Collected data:
──────
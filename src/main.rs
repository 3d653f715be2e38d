use log::info;
use yew::prelude::*;
use yew_router::prelude::*;

mod config;
mod content;
mod events;
mod components {
    pub mod counter;
    pub mod icons;
    pub mod nav;
    pub mod reveal;
    pub mod slider;
}
mod pages {
    pub mod contact;
    pub mod featured_project;
    pub mod footer;
    pub mod hero;
    pub mod home;
    pub mod services;
    pub mod stats;
    pub mod timeline;
    pub mod trust_bar;
}

use pages::home::Home;

#[derive(Clone, Routable, PartialEq)]
pub enum Route {
    #[at("/")]
    Home,
    #[not_found]
    #[at("/404")]
    NotFound,
}

fn switch(routes: Route) -> Html {
    match routes {
        Route::Home => html! { <Home /> },
        Route::NotFound => {
            info!("Unknown path, redirecting home");
            html! { <Redirect<Route> to={Route::Home} /> }
        }
    }
}

#[function_component]
fn App() -> Html {
    html! {
        <BrowserRouter>
            <Switch<Route> render={switch} />
        </BrowserRouter>
    }
}

fn main() {
    // Initialize console error panic hook for better error messages
    console_error_panic_hook::set_once();

    // Initialize logging
    console_log::init_with_level(config::log_level()).expect("error initializing log");

    info!("Starting application");
    yew::Renderer::<App>::new().render();
}
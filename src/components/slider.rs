use web_sys::{Element, MouseEvent, TouchEvent};
use yew::prelude::*;

use crate::components::icons::{Icon, SvgIcon};

/// How far across the comparison container (0 to 100) the "before" image
/// reaches. Everything right of it shows the "after" image.
#[derive(Clone, Copy, Debug, PartialEq)]
pub struct RevealPercentage(f64);

impl RevealPercentage {
    pub const INITIAL: f64 = 50.0;

    /// Converts a pointer's client x coordinate into a percentage of the
    /// container, clamping the offset to `[0, width]` first so positions
    /// outside the container pin to either edge.
    pub fn from_pointer(client_x: f64, left: f64, width: f64) -> Self {
        if !(width.is_finite() && width > 0.0) {
            return Self::default();
        }
        let offset = client_x - left;
        let x = if offset.is_nan() { 0.0 } else { offset.clamp(0.0, width) };
        Self(x / width * 100.0)
    }

    pub fn value(self) -> f64 {
        self.0
    }

    pub fn before_visible_fraction(self) -> f64 {
        self.0 / 100.0
    }

    pub fn after_visible_fraction(self) -> f64 {
        1.0 - self.before_visible_fraction()
    }

    /// CSS clip for the "before" layer: a rectangle from the left edge to the
    /// current percentage.
    pub fn clip_path(self) -> String {
        format!(
            "polygon(0 0, {p}% 0, {p}% 100%, 0 100%)",
            p = self.value()
        )
    }

    pub fn handle_left(self) -> String {
        format!("left: {}%;", self.0)
    }
}

impl Default for RevealPercentage {
    fn default() -> Self {
        Self(Self::INITIAL)
    }
}

#[derive(Properties, PartialEq)]
pub struct ComparisonSliderProps {
    pub before_image: AttrValue,
    pub after_image: AttrValue,
    #[prop_or(AttrValue::Static("CONSTRUCTION PHASE"))]
    pub before_label: AttrValue,
    #[prop_or(AttrValue::Static("FINISHED REALITY"))]
    pub after_label: AttrValue,
}

#[function_component(ComparisonSlider)]
pub fn comparison_slider(props: &ComparisonSliderProps) -> Html {
    let position = use_state(RevealPercentage::default);
    let container = use_node_ref();

    let update_from = {
        let position = position.clone();
        let container = container.clone();
        move |client_x: f64| {
            if let Some(element) = container.cast::<Element>() {
                let rect = element.get_bounding_client_rect();
                position.set(RevealPercentage::from_pointer(client_x, rect.left(), rect.width()));
            }
        }
    };

    let on_mouse_move = {
        let update_from = update_from.clone();
        Callback::from(move |e: MouseEvent| update_from(e.client_x() as f64))
    };

    let on_touch_move = Callback::from(move |e: TouchEvent| {
        if let Some(touch) = e.touches().get(0) {
            update_from(touch.client_x() as f64);
        }
    });

    let before_style = format!(
        "clip-path: {}; background-image: url('{}');",
        position.clip_path(),
        props.before_image
    );
    let after_style = format!("background-image: url('{}');", props.after_image);

    html! {
        <div
            ref={container}
            class="comparison"
            onmousemove={on_mouse_move}
            ontouchmove={on_touch_move}
        >
            <style>
                {r#"
                    .comparison {
                        position: relative;
                        width: 100%;
                        height: 400px;
                        border-radius: 8px;
                        overflow: hidden;
                        box-shadow: 0 25px 50px -12px rgba(0, 0, 0, 0.25);
                        cursor: col-resize;
                        user-select: none;
                        touch-action: pan-y;
                    }
                    .comparison-layer {
                        position: absolute;
                        inset: 0;
                        background-size: cover;
                        background-position: center;
                    }
                    .comparison-before {
                        filter: grayscale(100%) brightness(0.9);
                    }
                    .comparison-before .comparison-tint {
                        position: absolute;
                        inset: 0;
                        background: rgba(15, 23, 42, 0.4);
                        mix-blend-mode: multiply;
                    }
                    .comparison-tag {
                        position: absolute;
                        top: 1.5rem;
                        padding: 0.25rem 1rem;
                        color: #fff;
                        font-weight: 700;
                        font-size: 0.875rem;
                        box-shadow: 0 4px 6px rgba(0, 0, 0, 0.1);
                        z-index: 10;
                    }
                    .comparison-tag.after {
                        right: 1.5rem;
                        background: #2563eb;
                    }
                    .comparison-tag.before {
                        left: 1.5rem;
                        background: #1e293b;
                        border: 1px solid rgba(255, 255, 255, 0.2);
                    }
                    .comparison-handle {
                        position: absolute;
                        top: 0;
                        bottom: 0;
                        width: 4px;
                        background: #fff;
                        z-index: 20;
                        box-shadow: 0 0 10px rgba(0, 0, 0, 0.5);
                    }
                    .comparison-knob {
                        position: absolute;
                        top: 50%;
                        left: 50%;
                        transform: translate(-50%, -50%);
                        display: flex;
                        padding: 0.5rem;
                        border-radius: 9999px;
                        background: #3b82f6;
                        color: #fff;
                        border: 2px solid #fff;
                    }
                    @media (min-width: 768px) {
                        .comparison { height: 600px; }
                    }
                "#}
            </style>
            <div class="comparison-layer comparison-after" style={after_style}></div>
            <div class="comparison-tag after">{ props.after_label.clone() }</div>

            <div class="comparison-layer comparison-before" style={before_style}>
                <div class="comparison-tint"></div>
                <div class="comparison-tag before">{ props.before_label.clone() }</div>
            </div>

            <div
                class="comparison-handle"
                style={position.handle_left()}
                role="slider"
                aria-valuemin="0"
                aria-valuemax="100"
                aria-valuenow={format!("{:.0}", position.value())}
            >
                <div class="comparison-knob">
                    <SvgIcon icon={Icon::ChevronRight} />
                </div>
            </div>
        </div>
    }
}

#[cfg(test)]
mod tests {
    use super::*;
    use pretty_assertions::assert_eq;

    const LEFT: f64 = 120.0;
    const WIDTH: f64 = 800.0;

    #[test]
    fn starts_at_midpoint_with_both_layers_half_visible() {
        let p = RevealPercentage::default();
        assert_eq!(p.value(), 50.0);
        assert_eq!(p.before_visible_fraction(), 0.5);
        assert_eq!(p.after_visible_fraction(), 0.5);
    }

    #[test]
    fn edges_and_midpoint() {
        assert_eq!(RevealPercentage::from_pointer(LEFT, LEFT, WIDTH).value(), 0.0);
        assert_eq!(RevealPercentage::from_pointer(LEFT + WIDTH, LEFT, WIDTH).value(), 100.0);
        assert_eq!(RevealPercentage::from_pointer(LEFT + WIDTH / 2.0, LEFT, WIDTH).value(), 50.0);
    }

    #[test]
    fn pointer_outside_container_is_clamped() {
        for client_x in [-10_000.0, -1.0, 0.0, LEFT - 0.5, LEFT + WIDTH + 0.5, 1e9] {
            let p = RevealPercentage::from_pointer(client_x, LEFT, WIDTH).value();
            assert!((0.0..=100.0).contains(&p), "{} gave {}", client_x, p);
        }
        assert_eq!(RevealPercentage::from_pointer(-50.0, LEFT, WIDTH).value(), 0.0);
        assert_eq!(RevealPercentage::from_pointer(5_000.0, LEFT, WIDTH).value(), 100.0);
    }

    #[test]
    fn whole_pixel_sweep_stays_in_range() {
        let mut previous = 0.0;
        for x in -200..=1200 {
            let p = RevealPercentage::from_pointer(x as f64, LEFT, WIDTH).value();
            assert!((0.0..=100.0).contains(&p));
            assert!(p >= previous);
            previous = p;
        }
    }

    #[test]
    fn degenerate_inputs_do_not_produce_nan() {
        assert_eq!(RevealPercentage::from_pointer(10.0, 0.0, 0.0).value(), 50.0);
        assert_eq!(RevealPercentage::from_pointer(10.0, 0.0, -5.0).value(), 50.0);
        assert_eq!(RevealPercentage::from_pointer(10.0, 0.0, f64::NAN).value(), 50.0);
        assert_eq!(RevealPercentage::from_pointer(f64::NAN, 0.0, 100.0).value(), 0.0);
    }

    #[test]
    fn lower_percentage_shows_more_of_the_after_image() {
        let low = RevealPercentage::from_pointer(LEFT + 200.0, LEFT, WIDTH);
        let high = RevealPercentage::from_pointer(LEFT + 600.0, LEFT, WIDTH);
        assert!(low.after_visible_fraction() > high.after_visible_fraction());
        assert!(low.before_visible_fraction() < high.before_visible_fraction());
    }

    #[test]
    fn clip_and_handle_follow_the_percentage() {
        let p = RevealPercentage::from_pointer(LEFT + 200.0, LEFT, WIDTH);
        assert_eq!(p.clip_path(), "polygon(0 0, 25% 0, 25% 100%, 0 100%)");
        assert_eq!(p.handle_left(), "left: 25%;");
    }
}
use chrono::{Datelike, Local};
use yew::prelude::*;

use crate::components::icons::{Icon, SvgIcon};
use crate::config::{BRAND_FIRST, BRAND_SECOND, COMPANY_NAME};

pub fn copyright_line(year: i32) -> String {
    format!("© {} {}. All rights reserved.", year, COMPANY_NAME)
}

#[function_component(Footer)]
pub fn footer() -> Html {
    let year = Local::now().year();

    html! {
        <footer class="site-footer">
            <style>
                {r#"
                    .site-footer {
                        background: #0f172a;
                        color: #94a3b8;
                        padding: 3rem 0;
                        border-top: 1px solid #1e293b;
                    }
                    .footer-row {
                        display: flex;
                        flex-direction: column;
                        justify-content: space-between;
                        align-items: center;
                        gap: 1.5rem;
                    }
                    .footer-brand {
                        display: flex;
                        gap: 0.5rem;
                        font-size: 1.5rem;
                        font-weight: 700;
                        letter-spacing: -0.05em;
                    }
                    .footer-brand .red { color: #dc2626; }
                    .footer-brand .blue { color: #1d4ed8; }
                    .footer-links { display: flex; gap: 1.5rem; }
                    .footer-links a {
                        color: inherit;
                        text-decoration: none;
                        transition: color 0.2s;
                    }
                    .footer-links a:hover { color: #fff; }
                    .footer-social { display: flex; gap: 1rem; }
                    .footer-social a {
                        width: 2.5rem;
                        height: 2.5rem;
                        display: flex;
                        align-items: center;
                        justify-content: center;
                        border-radius: 9999px;
                        background: #1e293b;
                        color: inherit;
                        transition: all 0.2s;
                    }
                    .footer-social a:hover { background: #2563eb; color: #fff; }
                    .footer-copy {
                        margin-top: 2rem;
                        padding-top: 2rem;
                        border-top: 1px solid #1e293b;
                        text-align: center;
                        font-size: 0.875rem;
                    }
                    @media (min-width: 768px) {
                        .footer-row { flex-direction: row; }
                    }
                "#}
            </style>
            <div class="container">
                <div class="footer-row">
                    <div class="footer-brand">
                        <span class="red">{BRAND_FIRST}</span>
                        <span class="blue">{BRAND_SECOND}</span>
                    </div>
                    <div class="footer-links">
                        <a href="#">{"Privacy Policy"}</a>
                        <a href="#">{"Terms of Service"}</a>
                    </div>
                    <div class="footer-social">
                        <a href="#" aria-label="Facebook"><SvgIcon icon={Icon::Facebook} size={20} /></a>
                        <a href="#" aria-label="Instagram"><SvgIcon icon={Icon::Instagram} size={20} /></a>
                    </div>
                </div>
                <div class="footer-copy">{ copyright_line(year) }</div>
            </div>
        </footer>
    }
}

#[cfg(test)]
mod tests {
    use super::*;
    use pretty_assertions::assert_eq;

    #[test]
    fn copyright_names_the_company_and_year() {
        assert_eq!(
            copyright_line(2026),
            "© 2026 Straight Edge Construction. All rights reserved."
        );
    }
}
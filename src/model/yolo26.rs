// 该文件是 Huishou （回收分拣） 项目的一部分。
// src/model/yolo26.rs - RKNN YOLO26 检测器
//
// 本文件根据 Apache 许可证第 2.0 版（以下简称“许可证”）授权使用；
// 除非遵守该许可证条款，否则您不得使用本文件。
// 您可通过以下网址获取许可证副本：
// http://www.apache.org/licenses/LICENSE-2.0
// 除非适用法律要求或书面同意，根据本许可协议分发的软件均按“原样”提供，
// 不附带任何形式的明示或暗示的保证或条件。
// 有关许可权限与限制的具体条款，请参阅本许可协议。
//
// Copyright (C) 2026 Johann Li <me@qinka.pro>, Wareless Group

use std::path::PathBuf;
use std::sync::Mutex;

use image::imageops::FilterType;
use rknpu::{Context, InitFlags, TensorFormat, TensorType};
use tracing::{debug, error, info, warn};
use url::Url;

use crate::{
  FromUrl, FromUrlWithScheme,
  model::{Detection, Detector, EngineError},
  url_file_path,
};

const YOLO26_NUM_INPUTS: u32 = 1;
const YOLO26_NUM_OUTPUTS: u32 = 6;
const YOLO26_INPUT_W: u32 = 640;
const YOLO26_INPUT_H: u32 = 640;
const YOLO26_HEAD_SIZES: [(usize, usize); 3] = [(80, 80), (40, 40), (20, 20)];
const YOLO26_STRIDES: [f32; 3] = [8.0, 16.0, 32.0];

impl From<rknpu::Error> for EngineError {
  fn from(err: rknpu::Error) -> Self {
    EngineError::Inference(err.to_string())
  }
}

/// RKNN 上下文不可重入，所有推理经由互斥锁串行
pub struct Yolo26 {
  context: Mutex<Context>,
  confidence: f32,
  class_count: usize,
}

pub struct Yolo26Builder {
  model_path: PathBuf,
  flags: InitFlags,
  confidence: f32,
  class_count: usize,
}

impl FromUrlWithScheme for Yolo26Builder {
  const SCHEME: &'static str = "yolo26";
}

impl FromUrl for Yolo26Builder {
  type Error = EngineError;

  fn from_url(url: &Url) -> Result<Self, Self::Error> {
    if url.scheme() != Self::SCHEME {
      return Err(EngineError::UnsupportedScheme(url.scheme().to_string()));
    }

    Ok(Yolo26Builder {
      model_path: url_file_path(url),
      flags: InitFlags::default(),
      confidence: 0.25,
      class_count: 0,
    })
  }
}

impl Yolo26Builder {
  pub fn flags(mut self, flags: InitFlags) -> Self {
    self.flags = flags;
    self
  }

  pub fn confidence(mut self, confidence: f32) -> Self {
    self.confidence = confidence;
    self
  }

  /// 期望的类别数，0 表示按输出张量推断
  pub fn class_count(mut self, class_count: usize) -> Self {
    self.class_count = class_count;
    self
  }

  pub fn build(self) -> Result<Yolo26, EngineError> {
    info!("加载模型文件: {}", self.model_path.display());
    if !self.model_path.exists() {
      return Err(EngineError::ModelMissing(self.model_path));
    }
    let model_data =
      std::fs::read(&self.model_path).map_err(|e| EngineError::Load(e.to_string()))?;
    debug!(
      "模型文件大小: {:.2} MB",
      model_data.len() as f64 / (1024.0 * 1024.0)
    );

    info!("创建 RKNN 推理上下文");
    let context =
      Context::new(&model_data, self.flags).map_err(|e| EngineError::Load(e.to_string()))?;

    let num_inputs = context
      .num_inputs()
      .map_err(|e| EngineError::Load(format!("无法获取输入数量: {}", e)))?;
    let num_outputs = context
      .num_outputs()
      .map_err(|e| EngineError::Load(format!("无法获取输出数量: {}", e)))?;

    if num_inputs != YOLO26_NUM_INPUTS || num_outputs != YOLO26_NUM_OUTPUTS {
      error!(
        "模型输入/输出数量不符: 期望 {}/{}, 实际 {}/{}",
        YOLO26_NUM_INPUTS, YOLO26_NUM_OUTPUTS, num_inputs, num_outputs
      );
      return Err(EngineError::Load(format!(
        "预期模型输入/输出数量为 {}/{}, 实际为 {}/{}",
        YOLO26_NUM_INPUTS, YOLO26_NUM_OUTPUTS, num_inputs, num_outputs
      )));
    }

    info!("模型加载完成");
    Ok(Yolo26 {
      context: Mutex::new(context),
      confidence: self.confidence,
      class_count: self.class_count,
    })
  }
}

/// 解码并缩放到模型输入尺寸，输出 NHWC 排列的 RGB 字节
fn preprocess(image: &[u8]) -> Result<Vec<u8>, EngineError> {
  let decoded = image::load_from_memory(image).map_err(|e| EngineError::Decode(e.to_string()))?;
  let resized = image::imageops::resize(
    &decoded.to_rgb8(),
    YOLO26_INPUT_W,
    YOLO26_INPUT_H,
    FilterType::Triangle,
  );
  Ok(resized.into_raw())
}

/// 根据张量大小区分回归和分类输出，返回 (reg, cls, 类别数)
fn split_reg_cls<'a>(
  tensor1: &'a [f32],
  tensor2: &'a [f32],
  spatial: usize,
) -> Option<(&'a [f32], &'a [f32], usize)> {
  let reg_expected = 4 * spatial;
  let classes = |len: usize| (len % spatial == 0 && len > 0).then_some(len / spatial);

  if tensor1.len() == reg_expected {
    classes(tensor2.len()).map(|n| (tensor1, tensor2, n))
  } else if tensor2.len() == reg_expected {
    classes(tensor1.len()).map(|n| (tensor2, tensor1, n))
  } else {
    None
  }
}

fn sigmoid(x: f32) -> f32 {
  1.0 / (1.0 + (-x).exp())
}

impl Yolo26 {
  fn decode_head(
    &self,
    reg: &[f32],
    cls: &[f32],
    classes: usize,
    (map_h, map_w): (usize, usize),
    stride: f32,
    items: &mut Vec<Detection>,
  ) {
    let spatial = map_h * map_w;
    let (in_w, in_h) = (YOLO26_INPUT_W as f32, YOLO26_INPUT_H as f32);

    for h in 0..map_h {
      for w in 0..map_w {
        let idx = h * map_w + w;

        let (class_id, logit) = (0..classes)
          .map(|c| (c, cls[c * spatial + idx]))
          .fold((0usize, f32::MIN), |best, cur| if cur.1 > best.1 { cur } else { best });
        let score = sigmoid(logit);
        if score <= self.confidence {
          continue;
        }

        let grid_x = w as f32 + 0.5;
        let grid_y = h as f32 + 0.5;
        let x_min = ((grid_x - reg[idx]) * stride).clamp(0.0, in_w);
        let y_min = ((grid_y - reg[spatial + idx]) * stride).clamp(0.0, in_h);
        let x_max = ((grid_x + reg[2 * spatial + idx]) * stride).clamp(0.0, in_w);
        let y_max = ((grid_y + reg[3 * spatial + idx]) * stride).clamp(0.0, in_h);

        items.push(
          Detection::new(class_id as u32, score)
            .with_bbox([x_min / in_w, y_min / in_h, x_max / in_w, y_max / in_h]),
        );
      }
    }
  }

  fn postprocess(&self, output: &rknpu::Output) -> Vec<Detection> {
    let mut items = Vec::new();

    for (head_idx, (&size, stride)) in YOLO26_HEAD_SIZES.iter().zip(YOLO26_STRIDES).enumerate() {
      let spatial = size.0 * size.1;
      let (first, second) = match (output.get_f32(head_idx * 2), output.get_f32(head_idx * 2 + 1)) {
        (Ok(a), Ok(b)) => (a, b),
        (Err(e), _) | (_, Err(e)) => {
          error!("获取检测头 {} 的输出失败: {}", head_idx, e);
          continue;
        }
      };

      let Some((reg, cls, classes)) = split_reg_cls(first, second, spatial) else {
        error!(
          "检测头 {}: 输出大小不匹配 - 张量1: {}, 张量2: {}, 空间大小: {}",
          head_idx,
          first.len(),
          second.len(),
          spatial
        );
        continue;
      };
      if self.class_count > 0 && classes != self.class_count {
        warn!(
          "检测头 {}: 模型类别数 {} 与类别表 {} 不一致",
          head_idx, classes, self.class_count
        );
      }

      self.decode_head(reg, cls, classes, size, stride, &mut items);
    }

    debug!("检测到 {} 个物体", items.len());
    items
  }
}

impl Detector for Yolo26 {
  fn detect(&self, image: &[u8]) -> Result<Vec<Detection>, EngineError> {
    let input = preprocess(image)?;

    let context = self
      .context
      .lock()
      .map_err(|_| EngineError::Inference("推理上下文已损坏".to_string()))?;
    debug!("设置模型输入");
    context.set_input(0, &input, TensorFormat::NHWC, TensorType::UInt8)?;
    debug!("执行模型推理");
    context.run()?;
    let output = context.get_outputs()?;

    Ok(self.postprocess(&output))
  }

  fn engine(&self) -> &str {
    Yolo26Builder::SCHEME
  }
}

#[cfg(test)]
mod tests {
  use super::*;

  #[test]
  fn split_detects_swapped_outputs() {
    let reg = vec![0.0; 4 * 4];
    let cls = vec![0.0; 6 * 4];
    let (r, c, n) = split_reg_cls(&cls, &reg, 4).unwrap();
    assert_eq!(r.len(), 16);
    assert_eq!(c.len(), 24);
    assert_eq!(n, 6);
    assert!(split_reg_cls(&[0.0; 3], &[0.0; 5], 4).is_none());
  }
}
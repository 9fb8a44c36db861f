// 该文件是 Huishou （回收分拣） 项目的一部分。
// src/record/directory_record.rs - 目录扫描记录
//
// 本文件根据 Apache 许可证第 2.0 版（以下简称“许可证”）授权使用；
// 除非遵守该许可证条款，否则您不得使用本文件。
// 您可通过以下网址获取许可证副本：
// http://www.apache.org/licenses/LICENSE-2.0
// 除非适用法律要求或书面同意，根据本许可协议分发的软件均按“原样”提供，
// 不附带任何形式的明示或暗示的保证或条件。
// 有关许可权限与限制的具体条款，请参阅本许可协议。
//
// Copyright (C) 2026 Johann Li <me@qinka.pro>, Wareless Group

use std::path::PathBuf;

use async_trait::async_trait;
use chrono::Datelike;
use tokio::io::AsyncWriteExt;
use url::Url;

use crate::{
  FromUrl, FromUrlWithScheme,
  record::{PersistenceError, ScanRecord, ScanStore},
  url_file_path,
};

const SCAN_FILE: &str = "scans.jsonl";

/// 每条扫描记录写成一行 JSON，按日期分目录：`<dir>/<yyyy>/<mm>/<dd>/scans.jsonl`
pub struct DirectoryRecordStore {
  directory: PathBuf,
}

impl FromUrlWithScheme for DirectoryRecordStore {
  const SCHEME: &'static str = "folder";
}

impl FromUrl for DirectoryRecordStore {
  type Error = PersistenceError;

  fn from_url(url: &Url) -> Result<Self, Self::Error> {
    if url.scheme() != Self::SCHEME {
      return Err(PersistenceError::SchemeMismatch(url.scheme().to_string()));
    }

    Ok(DirectoryRecordStore {
      directory: url_file_path(url),
    })
  }
}

impl DirectoryRecordStore {
  pub fn new(directory: impl Into<PathBuf>) -> Self {
    Self {
      directory: directory.into(),
    }
  }

  fn record_path(&self, record: &ScanRecord) -> PathBuf {
    let ts = record.timestamp;
    self
      .directory
      .join(ts.year().to_string())
      .join(format!("{:02}", ts.month()))
      .join(format!("{:02}", ts.day()))
      .join(SCAN_FILE)
  }
}

#[async_trait]
impl ScanStore for DirectoryRecordStore {
  async fn record(&self, record: &ScanRecord) -> Result<(), PersistenceError> {
    let path = self.record_path(record);
    if let Some(parent) = path.parent() {
      tokio::fs::create_dir_all(parent).await?;
    }

    let mut line = serde_json::to_vec(record)?;
    line.push(b'\n');

    let mut file = tokio::fs::OpenOptions::new()
      .create(true)
      .append(true)
      .open(&path)
      .await?;
    file.write_all(&line).await?;
    file.flush().await?;
    Ok(())
  }
}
──────
* [Aim of the task]: Where does the word "high" occur in the records? Return every line that holds it.

* [Exercise response]:
        let high = RevealPercentage::from_pointer(LEFT + 600.0, LEFT, WIDTH);
        assert!(low.after_visible_fraction() > high.after_visible_fraction());
        assert!(low.before_visible_fraction() < high.before_visible_fraction());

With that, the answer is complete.